### Listed records

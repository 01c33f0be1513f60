//! Key bindings — from key events to interactions.
//!
//! The bindings are fixed. Ctrl chords drive everything except plain text:
//!
//! | Chord        | Interaction          |
//! |--------------|----------------------|
//! | Ctrl+X       | quit                 |
//! | Ctrl+Z       | undo                 |
//! | Ctrl+A       | redo                 |
//! | Ctrl+I (Tab) | cursor up            |
//! | Ctrl+K       | cursor down          |
//! | Ctrl+U       | cursor left          |
//! | Ctrl+O       | cursor right         |
//! | Ctrl+Y       | cursor to line start |
//! | Ctrl+P       | cursor to line end   |
//! | Ctrl+J / Ctrl+M (Enter) | new line  |
//! | Ctrl+H (Backspace) | backspace      |
//! | Ctrl+D       | delete line          |
//!
//! Some chords are indistinguishable from named keys at the byte level
//! (Ctrl+I is Tab, Ctrl+J/M is Enter, Ctrl+H is Backspace), so the named
//! keys carry those bindings. Arrow keys, Home, and End map to the same
//! movements for anyone who expects them to work.
//!
//! Any printable character without Ctrl or Alt inserts itself. Everything
//! else is ignored.

use quill_term::input::{KeyCode, KeyEvent, Modifiers};

use crate::operation::Operation;

/// One classified user interaction.
#[derive(Debug, Clone, PartialEq, Eq)]
pub enum Interaction {
    /// Apply an operation to the document.
    Edit(Operation),
    /// Reverse the most recent operation.
    Undo,
    /// Re-apply the most recently undone operation.
    Redo,
    /// Stop the editor.
    Quit,
}

/// Classify a key event. Returns `None` for unbound keys, which the
/// dispatcher silently ignores.
#[must_use]
pub fn classify(key: KeyEvent) -> Option<Interaction> {
    if key.modifiers.contains(Modifiers::CTRL) {
        let KeyCode::Char(ch) = key.code else {
            return None;
        };
        return match ch.to_ascii_lowercase() {
            'x' => Some(Interaction::Quit),
            'z' => Some(Interaction::Undo),
            'a' => Some(Interaction::Redo),
            'k' => Some(Interaction::Edit(Operation::cursor_down())),
            'u' => Some(Interaction::Edit(Operation::cursor_left())),
            'o' => Some(Interaction::Edit(Operation::cursor_right())),
            'y' => Some(Interaction::Edit(Operation::cursor_home())),
            'p' => Some(Interaction::Edit(Operation::cursor_end())),
            'd' => Some(Interaction::Edit(Operation::delete_line())),
            _ => None,
        };
    }

    if key.modifiers.contains(Modifiers::ALT) {
        return None;
    }

    match key.code {
        KeyCode::Char(ch) => Some(Interaction::Edit(Operation::insert_char(ch))),
        // Tab is Ctrl+I on the wire.
        KeyCode::Tab | KeyCode::Up => Some(Interaction::Edit(Operation::cursor_up())),
        KeyCode::Down => Some(Interaction::Edit(Operation::cursor_down())),
        KeyCode::Left => Some(Interaction::Edit(Operation::cursor_left())),
        KeyCode::Right => Some(Interaction::Edit(Operation::cursor_right())),
        KeyCode::Home => Some(Interaction::Edit(Operation::cursor_home())),
        KeyCode::End => Some(Interaction::Edit(Operation::cursor_end())),
        // Enter is Ctrl+J / Ctrl+M on the wire.
        KeyCode::Enter => Some(Interaction::Edit(Operation::insert_newline())),
        // Backspace is Ctrl+H on the wire.
        KeyCode::Backspace => Some(Interaction::Edit(Operation::backspace())),
        KeyCode::Escape | KeyCode::Delete => None,
    }
}

// ---------------------------------------------------------------------------
// Tests
// ---------------------------------------------------------------------------

#[cfg(test)]
mod tests {
    use super::*;

    fn ctrl(ch: char) -> KeyEvent {
        KeyEvent::ctrl(ch)
    }

    fn plain(code: KeyCode) -> KeyEvent {
        KeyEvent::plain(code)
    }

    // -- Control interactions -----------------------------------------------

    #[test]
    fn ctrl_x_quits() {
        assert_eq!(classify(ctrl('x')), Some(Interaction::Quit));
    }

    #[test]
    fn ctrl_z_undoes() {
        assert_eq!(classify(ctrl('z')), Some(Interaction::Undo));
    }

    #[test]
    fn ctrl_a_redoes() {
        assert_eq!(classify(ctrl('a')), Some(Interaction::Redo));
    }

    // -- Movement chords ----------------------------------------------------

    #[test]
    fn movement_chords() {
        assert_eq!(
            classify(ctrl('k')),
            Some(Interaction::Edit(Operation::cursor_down()))
        );
        assert_eq!(
            classify(ctrl('u')),
            Some(Interaction::Edit(Operation::cursor_left()))
        );
        assert_eq!(
            classify(ctrl('o')),
            Some(Interaction::Edit(Operation::cursor_right()))
        );
        assert_eq!(
            classify(ctrl('y')),
            Some(Interaction::Edit(Operation::cursor_home()))
        );
        assert_eq!(
            classify(ctrl('p')),
            Some(Interaction::Edit(Operation::cursor_end()))
        );
    }

    #[test]
    fn tab_is_cursor_up() {
        // Ctrl+I arrives as the Tab byte.
        assert_eq!(
            classify(plain(KeyCode::Tab)),
            Some(Interaction::Edit(Operation::cursor_up()))
        );
    }

    #[test]
    fn arrow_keys_move() {
        assert_eq!(
            classify(plain(KeyCode::Up)),
            Some(Interaction::Edit(Operation::cursor_up()))
        );
        assert_eq!(
            classify(plain(KeyCode::Down)),
            Some(Interaction::Edit(Operation::cursor_down()))
        );
        assert_eq!(
            classify(plain(KeyCode::Left)),
            Some(Interaction::Edit(Operation::cursor_left()))
        );
        assert_eq!(
            classify(plain(KeyCode::Right)),
            Some(Interaction::Edit(Operation::cursor_right()))
        );
    }

    #[test]
    fn home_and_end_keys() {
        assert_eq!(
            classify(plain(KeyCode::Home)),
            Some(Interaction::Edit(Operation::cursor_home()))
        );
        assert_eq!(
            classify(plain(KeyCode::End)),
            Some(Interaction::Edit(Operation::cursor_end()))
        );
    }

    // -- Edit chords --------------------------------------------------------

    #[test]
    fn enter_inserts_newline() {
        // Ctrl+J and Ctrl+M arrive as the Enter byte.
        assert_eq!(
            classify(plain(KeyCode::Enter)),
            Some(Interaction::Edit(Operation::insert_newline()))
        );
    }

    #[test]
    fn backspace_key() {
        // Ctrl+H arrives as the Backspace byte.
        assert_eq!(
            classify(plain(KeyCode::Backspace)),
            Some(Interaction::Edit(Operation::backspace()))
        );
    }

    #[test]
    fn ctrl_d_deletes_line() {
        assert_eq!(
            classify(ctrl('d')),
            Some(Interaction::Edit(Operation::delete_line()))
        );
    }

    // -- Plain characters ---------------------------------------------------

    #[test]
    fn plain_char_inserts() {
        assert_eq!(
            classify(plain(KeyCode::Char('q'))),
            Some(Interaction::Edit(Operation::insert_char('q')))
        );
    }

    #[test]
    fn unicode_char_inserts() {
        assert_eq!(
            classify(plain(KeyCode::Char('é'))),
            Some(Interaction::Edit(Operation::insert_char('é')))
        );
    }

    #[test]
    fn uppercase_ctrl_chord_matches() {
        // Shift+Ctrl+X still quits.
        assert_eq!(classify(ctrl('X')), Some(Interaction::Quit));
    }

    // -- Unbound keys -------------------------------------------------------

    #[test]
    fn unbound_ctrl_chord_ignored() {
        assert_eq!(classify(ctrl('q')), None);
    }

    #[test]
    fn escape_is_ignored() {
        assert_eq!(classify(plain(KeyCode::Escape)), None);
    }

    #[test]
    fn delete_key_is_ignored() {
        assert_eq!(classify(plain(KeyCode::Delete)), None);
    }

    #[test]
    fn alt_char_is_ignored() {
        let key = KeyEvent {
            code: KeyCode::Char('a'),
            modifiers: Modifiers::ALT,
        };
        assert_eq!(classify(key), None);
    }

    #[test]
    fn ctrl_named_key_is_ignored() {
        let key = KeyEvent {
            code: KeyCode::Up,
            modifiers: Modifiers::CTRL,
        };
        assert_eq!(classify(key), None);
    }
}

### Aim of the task
Find how many lines of the preceding data contain "from", and answer with that number only.

### Your response
2